- **Exercise objective**
Only a number is wanted here: the number of lines of the data that include "pattern".

[Saved entries]
***

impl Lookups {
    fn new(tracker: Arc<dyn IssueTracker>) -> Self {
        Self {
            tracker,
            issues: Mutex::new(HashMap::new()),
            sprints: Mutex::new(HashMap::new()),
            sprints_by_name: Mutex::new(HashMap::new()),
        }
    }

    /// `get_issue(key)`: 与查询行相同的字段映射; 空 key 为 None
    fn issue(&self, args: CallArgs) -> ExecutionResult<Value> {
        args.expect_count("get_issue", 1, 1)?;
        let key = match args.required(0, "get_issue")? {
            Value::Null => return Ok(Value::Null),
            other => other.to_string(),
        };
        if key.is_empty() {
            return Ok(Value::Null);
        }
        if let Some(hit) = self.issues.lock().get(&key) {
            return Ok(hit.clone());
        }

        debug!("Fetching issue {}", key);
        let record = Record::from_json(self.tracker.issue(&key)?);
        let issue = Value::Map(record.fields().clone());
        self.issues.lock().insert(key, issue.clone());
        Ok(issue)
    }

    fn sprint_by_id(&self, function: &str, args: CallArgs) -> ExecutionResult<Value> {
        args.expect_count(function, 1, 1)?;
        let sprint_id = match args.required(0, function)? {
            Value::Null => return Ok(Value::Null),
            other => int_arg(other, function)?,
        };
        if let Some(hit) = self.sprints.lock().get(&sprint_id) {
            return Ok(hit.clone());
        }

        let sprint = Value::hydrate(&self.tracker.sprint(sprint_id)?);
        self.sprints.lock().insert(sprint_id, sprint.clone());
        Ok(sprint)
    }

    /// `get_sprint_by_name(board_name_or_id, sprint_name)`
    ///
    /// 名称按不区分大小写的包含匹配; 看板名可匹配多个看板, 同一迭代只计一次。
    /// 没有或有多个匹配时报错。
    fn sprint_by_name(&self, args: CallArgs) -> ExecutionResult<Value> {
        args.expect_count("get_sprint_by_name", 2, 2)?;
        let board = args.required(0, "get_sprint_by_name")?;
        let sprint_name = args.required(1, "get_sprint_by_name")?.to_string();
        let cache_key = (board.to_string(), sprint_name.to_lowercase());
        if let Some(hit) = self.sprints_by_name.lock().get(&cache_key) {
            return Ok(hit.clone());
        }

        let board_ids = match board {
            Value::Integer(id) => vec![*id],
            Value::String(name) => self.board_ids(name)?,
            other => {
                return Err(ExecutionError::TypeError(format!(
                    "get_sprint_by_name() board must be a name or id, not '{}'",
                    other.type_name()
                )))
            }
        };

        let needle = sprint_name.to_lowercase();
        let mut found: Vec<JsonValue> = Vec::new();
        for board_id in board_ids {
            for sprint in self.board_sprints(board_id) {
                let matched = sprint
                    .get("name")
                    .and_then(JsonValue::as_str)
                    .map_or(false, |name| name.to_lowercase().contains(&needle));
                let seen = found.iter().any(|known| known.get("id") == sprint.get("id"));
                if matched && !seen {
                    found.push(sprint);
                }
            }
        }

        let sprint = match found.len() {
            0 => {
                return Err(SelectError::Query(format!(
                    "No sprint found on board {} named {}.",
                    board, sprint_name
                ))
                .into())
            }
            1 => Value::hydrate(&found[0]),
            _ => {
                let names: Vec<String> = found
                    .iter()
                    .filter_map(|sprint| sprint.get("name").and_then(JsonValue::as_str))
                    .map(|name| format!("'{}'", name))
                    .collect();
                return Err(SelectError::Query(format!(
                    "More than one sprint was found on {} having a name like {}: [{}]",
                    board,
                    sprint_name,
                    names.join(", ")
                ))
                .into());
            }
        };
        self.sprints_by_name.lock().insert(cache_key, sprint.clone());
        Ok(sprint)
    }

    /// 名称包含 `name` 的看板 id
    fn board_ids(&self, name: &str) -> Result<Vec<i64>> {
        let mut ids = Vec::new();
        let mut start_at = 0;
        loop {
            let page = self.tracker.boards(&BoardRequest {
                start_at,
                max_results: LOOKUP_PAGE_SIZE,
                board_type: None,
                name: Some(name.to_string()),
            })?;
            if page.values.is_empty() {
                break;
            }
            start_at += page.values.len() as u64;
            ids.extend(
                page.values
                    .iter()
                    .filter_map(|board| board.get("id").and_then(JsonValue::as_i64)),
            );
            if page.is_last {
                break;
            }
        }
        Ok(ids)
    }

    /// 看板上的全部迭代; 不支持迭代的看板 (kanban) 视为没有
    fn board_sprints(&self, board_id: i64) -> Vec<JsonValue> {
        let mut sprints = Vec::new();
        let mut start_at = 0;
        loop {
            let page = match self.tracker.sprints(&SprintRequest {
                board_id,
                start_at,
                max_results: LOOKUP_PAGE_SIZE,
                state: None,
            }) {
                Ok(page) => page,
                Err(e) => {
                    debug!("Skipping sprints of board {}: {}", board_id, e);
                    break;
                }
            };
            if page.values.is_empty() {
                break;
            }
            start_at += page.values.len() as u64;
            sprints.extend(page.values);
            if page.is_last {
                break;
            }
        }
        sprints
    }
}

***

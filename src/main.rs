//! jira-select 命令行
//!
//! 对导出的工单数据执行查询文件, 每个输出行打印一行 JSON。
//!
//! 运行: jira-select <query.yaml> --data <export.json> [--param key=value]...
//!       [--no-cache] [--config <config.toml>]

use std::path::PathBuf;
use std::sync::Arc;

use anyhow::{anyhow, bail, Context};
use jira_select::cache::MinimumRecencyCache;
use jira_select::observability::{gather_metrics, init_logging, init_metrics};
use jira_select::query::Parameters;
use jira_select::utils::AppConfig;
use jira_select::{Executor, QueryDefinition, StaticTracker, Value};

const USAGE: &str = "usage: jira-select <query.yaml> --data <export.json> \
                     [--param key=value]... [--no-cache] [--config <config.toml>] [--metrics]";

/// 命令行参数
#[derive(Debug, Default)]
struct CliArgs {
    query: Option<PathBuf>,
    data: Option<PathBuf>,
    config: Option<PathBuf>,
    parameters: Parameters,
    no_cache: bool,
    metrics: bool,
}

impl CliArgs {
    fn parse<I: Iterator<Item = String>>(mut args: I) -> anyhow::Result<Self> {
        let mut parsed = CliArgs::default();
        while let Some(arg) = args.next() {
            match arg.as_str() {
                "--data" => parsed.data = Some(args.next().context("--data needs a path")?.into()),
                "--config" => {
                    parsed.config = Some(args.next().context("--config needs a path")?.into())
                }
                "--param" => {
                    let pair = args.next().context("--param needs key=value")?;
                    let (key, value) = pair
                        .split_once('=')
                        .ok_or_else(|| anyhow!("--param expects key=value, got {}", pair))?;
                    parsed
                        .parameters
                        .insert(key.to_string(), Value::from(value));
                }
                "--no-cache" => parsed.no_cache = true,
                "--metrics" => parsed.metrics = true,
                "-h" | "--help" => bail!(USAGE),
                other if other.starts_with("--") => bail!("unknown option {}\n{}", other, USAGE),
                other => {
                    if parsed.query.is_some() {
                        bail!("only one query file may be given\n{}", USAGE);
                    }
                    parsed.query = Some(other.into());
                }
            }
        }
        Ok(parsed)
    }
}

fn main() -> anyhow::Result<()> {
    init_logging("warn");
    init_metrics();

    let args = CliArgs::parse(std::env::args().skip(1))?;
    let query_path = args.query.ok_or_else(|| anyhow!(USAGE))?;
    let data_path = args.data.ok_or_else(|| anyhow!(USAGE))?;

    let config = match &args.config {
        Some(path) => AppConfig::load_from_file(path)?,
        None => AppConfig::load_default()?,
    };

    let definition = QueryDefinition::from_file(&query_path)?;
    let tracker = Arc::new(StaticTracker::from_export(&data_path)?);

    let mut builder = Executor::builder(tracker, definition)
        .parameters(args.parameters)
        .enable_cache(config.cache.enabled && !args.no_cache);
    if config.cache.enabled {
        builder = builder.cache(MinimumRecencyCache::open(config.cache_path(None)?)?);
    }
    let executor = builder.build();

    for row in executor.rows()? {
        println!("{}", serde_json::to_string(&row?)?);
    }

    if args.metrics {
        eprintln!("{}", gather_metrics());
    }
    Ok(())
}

***

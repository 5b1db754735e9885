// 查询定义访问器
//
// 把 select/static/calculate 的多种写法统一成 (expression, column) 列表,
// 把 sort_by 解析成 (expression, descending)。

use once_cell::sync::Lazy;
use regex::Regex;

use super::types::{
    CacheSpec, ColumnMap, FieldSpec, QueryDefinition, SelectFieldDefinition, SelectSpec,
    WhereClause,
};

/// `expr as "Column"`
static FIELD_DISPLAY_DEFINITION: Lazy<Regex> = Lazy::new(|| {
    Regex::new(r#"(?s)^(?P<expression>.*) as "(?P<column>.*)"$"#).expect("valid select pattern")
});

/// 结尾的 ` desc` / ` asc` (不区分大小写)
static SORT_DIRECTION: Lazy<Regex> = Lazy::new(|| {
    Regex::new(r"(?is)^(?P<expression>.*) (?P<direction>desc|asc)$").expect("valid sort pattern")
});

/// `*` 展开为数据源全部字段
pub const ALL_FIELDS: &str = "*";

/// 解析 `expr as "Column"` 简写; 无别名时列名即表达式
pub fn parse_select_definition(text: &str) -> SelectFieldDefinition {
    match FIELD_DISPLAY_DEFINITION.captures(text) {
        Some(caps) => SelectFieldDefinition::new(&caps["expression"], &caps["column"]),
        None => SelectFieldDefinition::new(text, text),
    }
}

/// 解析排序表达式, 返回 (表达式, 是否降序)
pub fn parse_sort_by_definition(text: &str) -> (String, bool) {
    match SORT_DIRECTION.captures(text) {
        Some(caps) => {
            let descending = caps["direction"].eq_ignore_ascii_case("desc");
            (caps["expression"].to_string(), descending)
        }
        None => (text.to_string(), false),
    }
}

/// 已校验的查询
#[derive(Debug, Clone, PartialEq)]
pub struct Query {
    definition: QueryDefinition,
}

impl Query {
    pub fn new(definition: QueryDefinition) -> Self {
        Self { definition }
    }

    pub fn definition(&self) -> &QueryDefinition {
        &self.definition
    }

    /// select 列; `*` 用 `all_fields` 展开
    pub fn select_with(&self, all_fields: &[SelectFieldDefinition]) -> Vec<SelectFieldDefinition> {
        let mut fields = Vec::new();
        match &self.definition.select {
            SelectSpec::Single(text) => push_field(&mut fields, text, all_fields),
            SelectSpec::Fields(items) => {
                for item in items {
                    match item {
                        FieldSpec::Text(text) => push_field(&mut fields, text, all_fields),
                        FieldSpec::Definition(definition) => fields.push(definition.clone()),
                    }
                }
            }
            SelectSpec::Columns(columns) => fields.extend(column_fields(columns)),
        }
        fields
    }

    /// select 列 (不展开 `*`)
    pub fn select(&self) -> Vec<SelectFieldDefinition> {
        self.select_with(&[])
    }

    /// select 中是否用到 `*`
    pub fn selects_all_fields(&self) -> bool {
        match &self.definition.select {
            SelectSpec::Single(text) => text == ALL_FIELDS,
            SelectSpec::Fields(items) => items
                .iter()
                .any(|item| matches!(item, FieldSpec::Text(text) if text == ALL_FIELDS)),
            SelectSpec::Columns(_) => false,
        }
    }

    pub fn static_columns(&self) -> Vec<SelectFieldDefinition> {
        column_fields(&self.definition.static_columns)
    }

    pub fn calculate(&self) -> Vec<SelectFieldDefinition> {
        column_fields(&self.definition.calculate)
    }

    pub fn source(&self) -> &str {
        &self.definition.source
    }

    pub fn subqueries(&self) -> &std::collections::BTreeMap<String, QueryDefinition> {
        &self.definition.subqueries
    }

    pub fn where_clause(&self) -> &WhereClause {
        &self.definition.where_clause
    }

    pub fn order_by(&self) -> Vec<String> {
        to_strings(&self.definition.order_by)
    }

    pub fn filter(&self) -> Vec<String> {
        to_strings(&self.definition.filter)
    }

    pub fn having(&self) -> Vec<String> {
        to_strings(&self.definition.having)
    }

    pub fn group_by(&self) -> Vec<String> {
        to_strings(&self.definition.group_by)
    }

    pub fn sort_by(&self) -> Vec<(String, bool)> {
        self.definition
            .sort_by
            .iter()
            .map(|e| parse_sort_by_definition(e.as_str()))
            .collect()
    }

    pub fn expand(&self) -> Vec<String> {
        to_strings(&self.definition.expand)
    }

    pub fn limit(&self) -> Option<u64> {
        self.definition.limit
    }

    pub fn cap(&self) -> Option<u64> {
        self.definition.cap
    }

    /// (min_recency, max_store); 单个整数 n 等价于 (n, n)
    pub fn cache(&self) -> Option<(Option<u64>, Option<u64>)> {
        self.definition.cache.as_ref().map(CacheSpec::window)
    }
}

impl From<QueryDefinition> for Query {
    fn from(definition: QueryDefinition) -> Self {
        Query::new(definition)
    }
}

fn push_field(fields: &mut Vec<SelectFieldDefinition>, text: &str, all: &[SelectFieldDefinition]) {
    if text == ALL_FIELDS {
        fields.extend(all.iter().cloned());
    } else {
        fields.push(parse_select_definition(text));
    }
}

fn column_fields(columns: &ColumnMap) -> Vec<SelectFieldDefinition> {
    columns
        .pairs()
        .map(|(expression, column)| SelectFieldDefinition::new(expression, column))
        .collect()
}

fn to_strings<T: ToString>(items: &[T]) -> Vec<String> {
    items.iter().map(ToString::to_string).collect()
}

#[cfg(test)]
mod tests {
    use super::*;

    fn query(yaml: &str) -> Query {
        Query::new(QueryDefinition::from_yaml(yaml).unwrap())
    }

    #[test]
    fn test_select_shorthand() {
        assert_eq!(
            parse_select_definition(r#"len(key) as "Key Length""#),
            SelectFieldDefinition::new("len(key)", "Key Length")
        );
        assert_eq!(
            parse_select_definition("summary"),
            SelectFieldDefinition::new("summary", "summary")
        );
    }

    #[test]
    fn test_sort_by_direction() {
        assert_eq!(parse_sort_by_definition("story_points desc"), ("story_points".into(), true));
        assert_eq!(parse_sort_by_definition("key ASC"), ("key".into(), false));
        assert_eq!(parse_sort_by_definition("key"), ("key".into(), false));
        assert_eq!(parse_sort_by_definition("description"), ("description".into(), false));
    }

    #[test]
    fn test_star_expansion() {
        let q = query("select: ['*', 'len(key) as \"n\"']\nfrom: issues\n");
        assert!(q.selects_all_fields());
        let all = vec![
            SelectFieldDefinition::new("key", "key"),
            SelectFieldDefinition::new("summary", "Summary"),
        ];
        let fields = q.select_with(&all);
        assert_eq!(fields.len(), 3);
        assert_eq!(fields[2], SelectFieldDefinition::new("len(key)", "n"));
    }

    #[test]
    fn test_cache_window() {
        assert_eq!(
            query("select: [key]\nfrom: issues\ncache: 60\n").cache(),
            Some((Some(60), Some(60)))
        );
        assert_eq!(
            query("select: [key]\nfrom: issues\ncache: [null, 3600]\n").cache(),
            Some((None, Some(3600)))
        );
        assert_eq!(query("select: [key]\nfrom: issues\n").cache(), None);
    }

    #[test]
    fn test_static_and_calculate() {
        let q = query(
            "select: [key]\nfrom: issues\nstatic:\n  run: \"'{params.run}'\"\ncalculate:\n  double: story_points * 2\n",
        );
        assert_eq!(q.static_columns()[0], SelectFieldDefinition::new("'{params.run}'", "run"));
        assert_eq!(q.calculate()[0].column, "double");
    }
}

***

- **Solved exercise**
2